- _Exercise inputs_:
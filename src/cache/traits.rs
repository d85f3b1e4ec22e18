//! Storage backend trait for the durable cache.

use color_eyre::Result;

/// Byte-oriented key/value persistence backend.
///
/// Backends survive process restarts (except the in-memory ones) but make no
/// durability promises beyond that; losing an entry to storage eviction is
/// acceptable and simply costs a refetch.
pub trait CacheStorage: Send + Sync {
  /// Read the bytes stored under `key`, or `None` if absent.
  fn read(&self, key: &str) -> Result<Option<Vec<u8>>>;

  /// Write `bytes` under `key`, overwriting any prior value.
  fn write(&self, key: &str, bytes: &[u8]) -> Result<()>;

  /// Remove the entry under `key`, if any.
  fn delete(&self, key: &str) -> Result<()>;
}
//! Deadline-bounded fetch primitive.
//!
//! Every upstream call in this crate is wrapped by [`race_with_timeout`],
//! which races the call against a deadline and resolves to a value either
//! way. Slow or failing calls degrade to a caller-supplied fallback instead
//! of propagating errors, so the merge step downstream never sees a hole.

use color_eyre::Result;
use std::future::Future;
use std::time::Duration;
use tracing::warn;

/// Deadline for plain deterministic reads.
pub const DEADLINE_READ: Duration = Duration::from_millis(5000);
/// Deadline for multi-step reads (paginated or composed server-side).
pub const DEADLINE_MULTI: Duration = Duration::from_millis(8000);
/// Deadline for LLM-derived reads.
pub const DEADLINE_INSIGHT: Duration = Duration::from_millis(20000);

/// How a deadline-raced call resolved.
///
/// All three variants carry a usable value. `TimedOut` and `Failed` carry
/// the fallback that was substituted for the real result.
#[derive(Debug, Clone, PartialEq)]
pub enum FetchOutcome<T> {
  /// The call resolved within its deadline.
  Success(T),
  /// The deadline elapsed first; the call keeps running detached and its
  /// eventual result is discarded.
  TimedOut(T),
  /// The call returned an error within the deadline.
  Failed(T),
}

impl<T> FetchOutcome<T> {
  /// Unwrap to the carried value, whichever way the call resolved.
  pub fn into_value(self) -> T {
    match self {
      FetchOutcome::Success(v) | FetchOutcome::TimedOut(v) | FetchOutcome::Failed(v) => v,
    }
  }

  pub fn is_success(&self) -> bool {
    matches!(self, FetchOutcome::Success(_))
  }

  pub fn is_timed_out(&self) -> bool {
    matches!(self, FetchOutcome::TimedOut(_))
  }

  pub fn is_failed(&self) -> bool {
    matches!(self, FetchOutcome::Failed(_))
  }
}

/// Race `op` against `deadline`, resolving to `fallback` if the deadline
/// elapses or the call errors.
///
/// The operation runs on its own task. When the deadline wins, the task is
/// deliberately left running (the underlying calls are side-effect-free
/// reads, so abandoning them is safe) and its result is dropped on
/// completion. This function never returns an error.
pub async fn race_with_timeout<T, F>(
  label: &'static str,
  deadline: Duration,
  fallback: T,
  op: F,
) -> FetchOutcome<T>
where
  T: Send + 'static,
  F: Future<Output = Result<T>> + Send + 'static,
{
  let handle = tokio::spawn(op);

  tokio::select! {
    joined = handle => match joined {
      Ok(Ok(value)) => FetchOutcome::Success(value),
      Ok(Err(e)) => {
        warn!(call = label, error = %e, "upstream call failed, substituting fallback");
        FetchOutcome::Failed(fallback)
      }
      Err(e) => {
        warn!(call = label, error = %e, "upstream task aborted, substituting fallback");
        FetchOutcome::Failed(fallback)
      }
    },
    // Dropping the join handle detaches the task rather than cancelling it.
    _ = tokio::time::sleep(deadline) => {
      warn!(call = label, deadline_ms = deadline.as_millis() as u64, "upstream call missed deadline, substituting fallback");
      FetchOutcome::TimedOut(fallback)
    }
  }
}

- _Goal of the exercise_: For the material above, count the lines where the string "errors" appears and reply with the count only.

- _Solution to this task_: 2